Work request :: For the entries below, print exactly the lines between the line holding "fn roomy_config() ->" and the line holding "let modifications = provider.modifications().await;", inclusive, and nothing else.

Recorded data ::
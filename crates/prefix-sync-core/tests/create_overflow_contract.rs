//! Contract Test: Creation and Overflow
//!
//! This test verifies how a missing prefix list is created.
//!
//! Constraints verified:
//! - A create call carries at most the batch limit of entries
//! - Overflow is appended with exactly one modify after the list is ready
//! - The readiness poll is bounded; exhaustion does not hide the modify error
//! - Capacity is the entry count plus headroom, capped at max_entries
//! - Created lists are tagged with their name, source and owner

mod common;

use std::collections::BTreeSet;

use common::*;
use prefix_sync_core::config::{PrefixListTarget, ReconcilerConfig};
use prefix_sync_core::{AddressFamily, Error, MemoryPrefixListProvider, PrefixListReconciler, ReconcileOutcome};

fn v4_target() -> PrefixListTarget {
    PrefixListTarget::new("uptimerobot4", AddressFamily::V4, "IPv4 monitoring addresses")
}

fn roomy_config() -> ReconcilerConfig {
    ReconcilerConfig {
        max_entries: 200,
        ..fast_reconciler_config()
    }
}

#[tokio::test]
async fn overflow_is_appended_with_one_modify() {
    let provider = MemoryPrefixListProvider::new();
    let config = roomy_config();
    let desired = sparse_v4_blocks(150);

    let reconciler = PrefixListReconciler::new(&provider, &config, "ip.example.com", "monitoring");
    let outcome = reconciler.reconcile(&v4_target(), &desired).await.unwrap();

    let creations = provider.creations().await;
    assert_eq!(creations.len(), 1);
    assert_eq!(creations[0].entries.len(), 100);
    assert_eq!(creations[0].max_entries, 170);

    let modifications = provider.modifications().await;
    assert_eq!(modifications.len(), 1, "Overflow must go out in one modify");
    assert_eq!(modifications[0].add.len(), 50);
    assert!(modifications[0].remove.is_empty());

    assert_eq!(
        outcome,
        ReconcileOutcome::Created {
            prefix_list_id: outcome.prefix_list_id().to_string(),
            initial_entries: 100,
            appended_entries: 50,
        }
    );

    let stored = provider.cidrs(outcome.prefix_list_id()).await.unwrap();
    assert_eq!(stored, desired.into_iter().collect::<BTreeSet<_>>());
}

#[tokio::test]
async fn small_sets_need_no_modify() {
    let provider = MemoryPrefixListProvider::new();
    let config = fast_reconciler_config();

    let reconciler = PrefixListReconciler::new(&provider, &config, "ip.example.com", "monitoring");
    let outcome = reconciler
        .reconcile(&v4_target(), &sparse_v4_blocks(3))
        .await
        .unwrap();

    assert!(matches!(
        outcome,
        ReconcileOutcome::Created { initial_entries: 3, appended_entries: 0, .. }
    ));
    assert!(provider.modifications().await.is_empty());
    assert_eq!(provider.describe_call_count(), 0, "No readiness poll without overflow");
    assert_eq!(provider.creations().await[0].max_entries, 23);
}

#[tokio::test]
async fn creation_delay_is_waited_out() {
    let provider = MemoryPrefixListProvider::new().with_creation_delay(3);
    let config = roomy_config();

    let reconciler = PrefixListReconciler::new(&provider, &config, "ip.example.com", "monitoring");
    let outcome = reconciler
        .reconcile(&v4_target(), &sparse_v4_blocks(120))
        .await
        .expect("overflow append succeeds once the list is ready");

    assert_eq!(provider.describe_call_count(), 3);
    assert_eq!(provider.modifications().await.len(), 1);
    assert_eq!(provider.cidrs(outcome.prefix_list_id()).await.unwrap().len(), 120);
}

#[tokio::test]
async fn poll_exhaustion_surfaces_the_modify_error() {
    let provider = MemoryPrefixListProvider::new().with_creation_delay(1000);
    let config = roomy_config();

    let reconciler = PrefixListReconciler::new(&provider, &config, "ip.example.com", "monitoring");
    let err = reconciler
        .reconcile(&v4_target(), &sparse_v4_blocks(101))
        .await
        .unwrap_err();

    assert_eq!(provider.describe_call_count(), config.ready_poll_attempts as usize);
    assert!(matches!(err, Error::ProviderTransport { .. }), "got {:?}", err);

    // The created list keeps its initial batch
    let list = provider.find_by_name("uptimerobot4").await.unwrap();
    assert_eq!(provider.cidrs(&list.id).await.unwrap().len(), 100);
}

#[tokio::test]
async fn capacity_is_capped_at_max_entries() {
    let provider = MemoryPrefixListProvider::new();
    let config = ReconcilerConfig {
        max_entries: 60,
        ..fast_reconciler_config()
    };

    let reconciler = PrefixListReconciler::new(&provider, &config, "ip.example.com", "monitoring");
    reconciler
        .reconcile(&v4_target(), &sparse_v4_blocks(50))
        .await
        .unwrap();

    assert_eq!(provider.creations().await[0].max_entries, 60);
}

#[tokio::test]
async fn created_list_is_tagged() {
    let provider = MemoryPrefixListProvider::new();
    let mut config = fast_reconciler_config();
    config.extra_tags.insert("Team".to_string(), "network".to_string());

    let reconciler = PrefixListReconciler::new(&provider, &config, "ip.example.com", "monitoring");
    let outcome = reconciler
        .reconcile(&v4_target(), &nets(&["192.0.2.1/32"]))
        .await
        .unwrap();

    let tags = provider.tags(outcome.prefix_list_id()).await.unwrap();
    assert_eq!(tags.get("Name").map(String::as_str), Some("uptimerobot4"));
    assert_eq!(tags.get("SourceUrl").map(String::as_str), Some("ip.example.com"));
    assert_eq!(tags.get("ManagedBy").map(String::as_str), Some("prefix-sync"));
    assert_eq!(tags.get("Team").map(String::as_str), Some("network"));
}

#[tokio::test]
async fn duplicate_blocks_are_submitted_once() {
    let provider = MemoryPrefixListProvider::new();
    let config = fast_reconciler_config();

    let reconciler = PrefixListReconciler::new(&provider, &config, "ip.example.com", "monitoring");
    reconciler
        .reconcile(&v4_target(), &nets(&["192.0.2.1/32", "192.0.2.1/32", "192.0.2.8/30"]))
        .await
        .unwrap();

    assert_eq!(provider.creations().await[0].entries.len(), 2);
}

...

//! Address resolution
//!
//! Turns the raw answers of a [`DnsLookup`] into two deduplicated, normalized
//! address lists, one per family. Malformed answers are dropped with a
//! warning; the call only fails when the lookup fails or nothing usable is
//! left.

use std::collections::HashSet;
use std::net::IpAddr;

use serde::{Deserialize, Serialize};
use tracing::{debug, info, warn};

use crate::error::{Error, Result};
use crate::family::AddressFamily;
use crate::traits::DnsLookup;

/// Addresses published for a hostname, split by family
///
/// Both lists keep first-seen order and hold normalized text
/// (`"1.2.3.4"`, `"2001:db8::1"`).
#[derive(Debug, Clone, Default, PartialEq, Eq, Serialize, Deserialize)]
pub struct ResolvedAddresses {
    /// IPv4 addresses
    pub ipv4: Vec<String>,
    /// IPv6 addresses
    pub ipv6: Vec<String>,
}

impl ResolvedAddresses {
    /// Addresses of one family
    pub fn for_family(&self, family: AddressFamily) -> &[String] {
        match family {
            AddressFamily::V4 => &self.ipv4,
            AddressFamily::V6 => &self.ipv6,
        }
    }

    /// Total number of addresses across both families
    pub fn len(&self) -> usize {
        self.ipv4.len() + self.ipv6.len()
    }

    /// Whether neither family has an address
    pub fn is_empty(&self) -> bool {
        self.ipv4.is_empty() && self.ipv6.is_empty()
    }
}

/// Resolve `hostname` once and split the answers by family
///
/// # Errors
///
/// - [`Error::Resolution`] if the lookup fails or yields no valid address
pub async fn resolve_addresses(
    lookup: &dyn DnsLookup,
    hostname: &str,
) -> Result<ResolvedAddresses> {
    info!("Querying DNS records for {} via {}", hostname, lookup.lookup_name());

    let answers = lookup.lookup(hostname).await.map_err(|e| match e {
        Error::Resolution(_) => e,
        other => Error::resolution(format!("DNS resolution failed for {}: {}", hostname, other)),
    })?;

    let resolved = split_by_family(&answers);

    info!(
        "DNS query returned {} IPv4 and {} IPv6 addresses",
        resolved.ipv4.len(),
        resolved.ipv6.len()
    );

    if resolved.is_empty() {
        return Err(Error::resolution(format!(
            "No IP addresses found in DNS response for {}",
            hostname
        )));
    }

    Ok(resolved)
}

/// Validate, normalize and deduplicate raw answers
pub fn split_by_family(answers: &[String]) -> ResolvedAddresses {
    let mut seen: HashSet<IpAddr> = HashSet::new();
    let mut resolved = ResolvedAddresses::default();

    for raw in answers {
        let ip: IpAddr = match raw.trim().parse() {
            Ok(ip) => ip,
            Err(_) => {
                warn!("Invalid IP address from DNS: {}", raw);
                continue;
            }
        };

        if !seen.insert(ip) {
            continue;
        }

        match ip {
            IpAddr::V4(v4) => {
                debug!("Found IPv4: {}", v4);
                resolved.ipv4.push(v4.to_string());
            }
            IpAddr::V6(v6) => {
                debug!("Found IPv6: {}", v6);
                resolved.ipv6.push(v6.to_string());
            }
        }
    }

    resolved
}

Problem solution ::
fn roomy_config() -> ReconcilerConfig {
    ReconcilerConfig {
        max_entries: 200,
        ..fast_reconciler_config()
    }
}

#[tokio::test]
async fn overflow_is_appended_with_one_modify() {
    let provider = MemoryPrefixListProvider::new();
    let config = roomy_config();
    let desired = sparse_v4_blocks(150);

    let reconciler = PrefixListReconciler::new(&provider, &config, "ip.example.com", "monitoring");
    let outcome = reconciler.reconcile(&v4_target(), &desired).await.unwrap();

    let creations = provider.creations().await;
    assert_eq!(creations.len(), 1);
    assert_eq!(creations[0].entries.len(), 100);
    assert_eq!(creations[0].max_entries, 170);

    let modifications = provider.modifications().await;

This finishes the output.